## [WORK INSTRUCTIONS]
Which lines of the entries below contain the string "without"? Copy each one.

□ □ □

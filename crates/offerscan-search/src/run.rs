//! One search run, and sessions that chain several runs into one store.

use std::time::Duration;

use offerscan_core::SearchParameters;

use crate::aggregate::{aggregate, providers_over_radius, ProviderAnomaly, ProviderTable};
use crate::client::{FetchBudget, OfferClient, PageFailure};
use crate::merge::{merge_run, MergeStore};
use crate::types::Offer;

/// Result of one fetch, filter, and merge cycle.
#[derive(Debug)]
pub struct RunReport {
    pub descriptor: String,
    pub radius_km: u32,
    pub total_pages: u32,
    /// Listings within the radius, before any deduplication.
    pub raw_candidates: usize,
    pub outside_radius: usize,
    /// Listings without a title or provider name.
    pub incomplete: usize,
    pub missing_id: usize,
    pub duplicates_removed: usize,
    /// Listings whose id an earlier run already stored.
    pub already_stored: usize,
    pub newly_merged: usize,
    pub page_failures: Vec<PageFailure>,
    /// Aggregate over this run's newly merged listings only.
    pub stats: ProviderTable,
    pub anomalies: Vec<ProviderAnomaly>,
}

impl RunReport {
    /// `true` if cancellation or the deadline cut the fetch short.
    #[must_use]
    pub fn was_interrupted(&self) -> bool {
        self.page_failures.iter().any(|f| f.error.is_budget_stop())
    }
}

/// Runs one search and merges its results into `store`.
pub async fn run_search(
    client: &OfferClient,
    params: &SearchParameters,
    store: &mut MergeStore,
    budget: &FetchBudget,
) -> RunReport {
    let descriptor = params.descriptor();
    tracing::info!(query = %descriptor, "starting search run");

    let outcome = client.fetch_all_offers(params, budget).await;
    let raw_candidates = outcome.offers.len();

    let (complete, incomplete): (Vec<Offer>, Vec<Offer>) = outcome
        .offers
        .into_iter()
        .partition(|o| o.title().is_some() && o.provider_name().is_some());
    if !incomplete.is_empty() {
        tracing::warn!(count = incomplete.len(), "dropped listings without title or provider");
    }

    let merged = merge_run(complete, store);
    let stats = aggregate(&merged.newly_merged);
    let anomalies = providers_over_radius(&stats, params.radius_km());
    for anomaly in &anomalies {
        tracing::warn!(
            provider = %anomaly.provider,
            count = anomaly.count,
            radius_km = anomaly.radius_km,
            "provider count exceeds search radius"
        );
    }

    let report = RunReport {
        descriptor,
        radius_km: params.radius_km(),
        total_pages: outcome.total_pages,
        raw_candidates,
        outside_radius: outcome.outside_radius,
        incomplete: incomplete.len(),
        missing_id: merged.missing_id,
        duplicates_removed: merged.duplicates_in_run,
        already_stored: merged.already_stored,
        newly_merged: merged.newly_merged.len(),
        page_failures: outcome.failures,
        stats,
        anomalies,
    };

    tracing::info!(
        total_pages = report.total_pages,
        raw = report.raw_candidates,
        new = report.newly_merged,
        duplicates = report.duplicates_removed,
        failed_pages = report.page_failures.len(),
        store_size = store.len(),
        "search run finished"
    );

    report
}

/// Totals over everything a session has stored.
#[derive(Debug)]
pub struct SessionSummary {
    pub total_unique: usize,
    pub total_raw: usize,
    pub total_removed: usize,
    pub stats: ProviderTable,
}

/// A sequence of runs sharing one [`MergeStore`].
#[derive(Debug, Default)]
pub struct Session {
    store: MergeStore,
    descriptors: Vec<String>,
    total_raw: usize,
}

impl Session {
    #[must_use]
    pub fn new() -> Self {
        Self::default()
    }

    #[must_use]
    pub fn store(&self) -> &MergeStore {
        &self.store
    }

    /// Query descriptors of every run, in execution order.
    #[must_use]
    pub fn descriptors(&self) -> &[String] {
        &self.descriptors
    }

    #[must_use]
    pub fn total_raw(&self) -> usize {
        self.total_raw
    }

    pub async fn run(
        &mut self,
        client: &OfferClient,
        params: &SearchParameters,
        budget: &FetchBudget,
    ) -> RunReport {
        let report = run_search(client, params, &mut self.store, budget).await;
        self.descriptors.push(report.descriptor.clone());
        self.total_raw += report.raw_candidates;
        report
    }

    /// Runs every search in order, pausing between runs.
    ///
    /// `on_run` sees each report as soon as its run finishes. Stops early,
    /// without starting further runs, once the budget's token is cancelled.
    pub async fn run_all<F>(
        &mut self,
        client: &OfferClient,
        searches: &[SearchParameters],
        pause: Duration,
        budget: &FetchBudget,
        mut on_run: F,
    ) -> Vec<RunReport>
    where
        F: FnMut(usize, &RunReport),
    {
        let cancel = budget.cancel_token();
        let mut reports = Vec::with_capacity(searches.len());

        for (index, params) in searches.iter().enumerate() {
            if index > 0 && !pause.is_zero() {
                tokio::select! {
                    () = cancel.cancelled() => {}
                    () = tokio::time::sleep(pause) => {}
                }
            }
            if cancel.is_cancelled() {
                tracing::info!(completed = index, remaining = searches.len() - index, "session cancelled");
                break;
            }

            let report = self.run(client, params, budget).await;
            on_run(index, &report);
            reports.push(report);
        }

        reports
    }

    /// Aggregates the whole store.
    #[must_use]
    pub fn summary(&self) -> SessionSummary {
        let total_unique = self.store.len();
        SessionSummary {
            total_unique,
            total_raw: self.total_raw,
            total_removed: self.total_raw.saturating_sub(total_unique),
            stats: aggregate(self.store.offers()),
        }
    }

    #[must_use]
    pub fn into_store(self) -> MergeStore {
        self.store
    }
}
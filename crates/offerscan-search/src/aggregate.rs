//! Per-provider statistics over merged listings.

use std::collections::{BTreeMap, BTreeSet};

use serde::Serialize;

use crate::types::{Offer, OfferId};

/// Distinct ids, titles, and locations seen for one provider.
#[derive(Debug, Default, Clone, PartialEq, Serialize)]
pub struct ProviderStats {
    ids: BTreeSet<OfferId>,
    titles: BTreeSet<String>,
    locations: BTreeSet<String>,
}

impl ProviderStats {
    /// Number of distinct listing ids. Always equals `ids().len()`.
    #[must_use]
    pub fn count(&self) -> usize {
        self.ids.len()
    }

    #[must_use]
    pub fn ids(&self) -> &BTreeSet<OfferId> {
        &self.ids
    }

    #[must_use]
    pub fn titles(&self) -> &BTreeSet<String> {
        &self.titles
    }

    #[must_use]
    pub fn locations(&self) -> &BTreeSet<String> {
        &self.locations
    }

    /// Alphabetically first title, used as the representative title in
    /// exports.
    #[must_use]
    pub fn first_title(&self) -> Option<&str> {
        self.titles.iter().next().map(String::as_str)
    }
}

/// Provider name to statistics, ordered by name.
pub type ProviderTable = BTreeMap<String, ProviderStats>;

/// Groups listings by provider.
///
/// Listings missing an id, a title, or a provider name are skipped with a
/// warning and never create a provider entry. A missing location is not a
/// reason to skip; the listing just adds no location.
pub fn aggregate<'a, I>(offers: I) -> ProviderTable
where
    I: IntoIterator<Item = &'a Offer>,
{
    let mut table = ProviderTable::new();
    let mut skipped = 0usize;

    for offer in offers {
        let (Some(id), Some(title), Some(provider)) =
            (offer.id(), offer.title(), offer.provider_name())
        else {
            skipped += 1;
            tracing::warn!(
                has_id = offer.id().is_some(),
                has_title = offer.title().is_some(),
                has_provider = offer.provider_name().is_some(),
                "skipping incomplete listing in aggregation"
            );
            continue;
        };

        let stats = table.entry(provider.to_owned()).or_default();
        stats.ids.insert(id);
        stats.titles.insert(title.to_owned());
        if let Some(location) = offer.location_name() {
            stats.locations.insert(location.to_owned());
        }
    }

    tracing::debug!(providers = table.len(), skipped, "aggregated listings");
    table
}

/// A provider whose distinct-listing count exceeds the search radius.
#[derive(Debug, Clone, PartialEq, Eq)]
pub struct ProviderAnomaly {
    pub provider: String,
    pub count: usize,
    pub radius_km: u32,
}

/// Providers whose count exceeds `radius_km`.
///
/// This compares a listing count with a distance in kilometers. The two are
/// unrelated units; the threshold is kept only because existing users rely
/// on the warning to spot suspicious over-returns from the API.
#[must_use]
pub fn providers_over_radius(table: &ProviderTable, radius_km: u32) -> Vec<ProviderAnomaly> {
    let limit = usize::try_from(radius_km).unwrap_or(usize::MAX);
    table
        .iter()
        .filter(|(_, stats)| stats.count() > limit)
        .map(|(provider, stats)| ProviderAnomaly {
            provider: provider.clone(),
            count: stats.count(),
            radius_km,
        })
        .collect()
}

□ □ □

## [SOLUTION BELOW]
    /// Listings without a title or provider name.
        tracing::warn!(count = incomplete.len(), "dropped listings without title or provider");
    /// without starting further runs, once the budget's token is cancelled.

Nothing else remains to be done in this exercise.